== Information provided ==

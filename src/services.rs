//! Dependency injection (Design Notes §9): one `Services` record built
//! once in `main`, with no process-wide globals beyond it.

use crate::adapters::AdapterFactory;
use crate::cache::{Cache, NullCache, RedisCache};
use crate::chain::{AlloyChainClient, ChainClient};
use crate::collector::{Collector, DEFAULT_CONCURRENCY};
use crate::config::{AppConfig, DexConfig, TokenConfig};
use crate::store::{PostgresStore, Store};
use crate::types::{Capability, Dex, DexType, DexVersion, Token};
use anyhow::{Context, Result};
use std::collections::HashSet;
use std::str::FromStr;
use std::sync::Arc;
use tokio_util::sync::CancellationToken;

pub struct Services {
    pub chain: Arc<dyn ChainClient>,
    pub store: Arc<dyn Store>,
    pub cache: Arc<dyn Cache>,
    pub collector: Arc<Collector>,
    pub config: AppConfig,
}

impl Services {
    pub async fn build(config: AppConfig) -> Result<Self> {
        let chain: Arc<dyn ChainClient> = Arc::new(
            AlloyChainClient::connect(&config.blockchain.rpc_url, config.blockchain.timeout_s)
                .await
                .context("connecting to chain RPC")?,
        );

        let store: Arc<dyn Store> = Arc::new(
            PostgresStore::connect(
                &config.database.connection_url(),
                config.database.max_open_conns,
                config.database.max_idle_conns,
            )
            .await
            .context("connecting to database")?,
        );

        let cache: Arc<dyn Cache> = if config.redis.enabled {
            Arc::new(
                RedisCache::connect(
                    &config.redis.host,
                    config.redis.port,
                    config.redis.password.as_deref().unwrap_or(""),
                    config.redis.db,
                )
                .await,
            )
        } else {
            Arc::new(NullCache)
        };

        let adapters = Arc::new(AdapterFactory::default());
        let collector = Arc::new(Collector::new(
            chain.clone(),
            store.clone(),
            cache.clone(),
            adapters,
            DEFAULT_CONCURRENCY,
            CancellationToken::new(),
        ));

        Ok(Self {
            chain,
            store,
            cache,
            collector,
            config,
        })
    }

    /// Runs pending migrations (`--migrate`).
    pub async fn migrate(database_url: &str) -> Result<()> {
        let store = PostgresStore::connect(database_url, 5, 1).await?;
        store.migrate().await
    }

    /// Upserts tokens and DEXes from configuration (`--seed`).
    pub async fn seed(&self) -> Result<()> {
        for token_cfg in &self.config.tokens {
            let token = token_from_config(token_cfg, self.config.blockchain.chain_id)?;
            self.store.upsert_token(&token).await?;
        }
        for dex_cfg in &self.config.dexes {
            let dex = dex_from_config(dex_cfg)?;
            dex.validate().map_err(anyhow::Error::msg)?;
            self.store.upsert_dex(&dex).await?;
        }
        Ok(())
    }
}

fn token_from_config(cfg: &TokenConfig, default_chain_id: u64) -> Result<Token> {
    Ok(Token {
        id: 0,
        address: cfg.address.parse().context("parsing token address")?,
        symbol: cfg.symbol.clone(),
        name: cfg.symbol.clone(),
        decimals: cfg.decimals,
        chain_id: default_chain_id,
        is_active: true,
    })
}

fn dex_from_config(cfg: &DexConfig) -> Result<Dex> {
    let dex_type = match cfg.dex_type.as_str() {
        "amm" => DexType::Amm,
        "stableswap" => DexType::Stableswap,
        "aggregator" => DexType::Aggregator,
        "orderbook" => DexType::Orderbook,
        "hybrid" => DexType::Hybrid,
        other => anyhow::bail!("unknown dex_type '{other}' for dex '{}'", cfg.name),
    };
    let version = match cfg.version.as_deref() {
        Some("v2") => Some(DexVersion::V2),
        Some("v3") => Some(DexVersion::V3),
        Some(other) => anyhow::bail!("unknown dex version '{other}' for dex '{}'", cfg.name),
        None => None,
    };

    let mut capabilities = HashSet::new();
    if cfg.support_flash_loan {
        capabilities.insert(Capability::FlashLoan);
    }
    if cfg.support_multi_hop {
        capabilities.insert(Capability::MultiHop);
    }
    if cfg.support_v3_ticks {
        capabilities.insert(Capability::V3Ticks);
    }
    if cfg.dynamic_fee {
        capabilities.insert(Capability::DynamicFee);
    }

    Ok(Dex {
        id: 0,
        name: cfg.name.clone(),
        protocol_tag: cfg.protocol.clone(),
        dex_type,
        router_address: cfg.router.parse().context("parsing router address")?,
        factory_address: cfg.factory.parse().context("parsing factory address")?,
        quoter_address: cfg
            .quoter
            .as_ref()
            .map(|a| alloy::primitives::Address::from_str(a))
            .transpose()
            .context("parsing quoter address")?,
        fee_bps: cfg.fee_bps.max(0) as u32,
        fee_tier: cfg.fee_tier.map(|v| v.max(0) as u32),
        version,
        chain_id: cfg.chain_id,
        priority: cfg.priority,
        capabilities,
    })
}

===

• _Assigned task_
Go through the data and show every line where "crate" occurs.

• _Solution to the exercise_
use crate::adapters::AdapterFactory;
use crate::cache::{Cache, NullCache, RedisCache};
use crate::chain::{AlloyChainClient, ChainClient};
use crate::collector::{Collector, DEFAULT_CONCURRENCY};
use crate::config::{AppConfig, DexConfig, TokenConfig};
use crate::store::{PostgresStore, Store};
use crate::types::{Capability, Dex, DexType, DexVersion, Token};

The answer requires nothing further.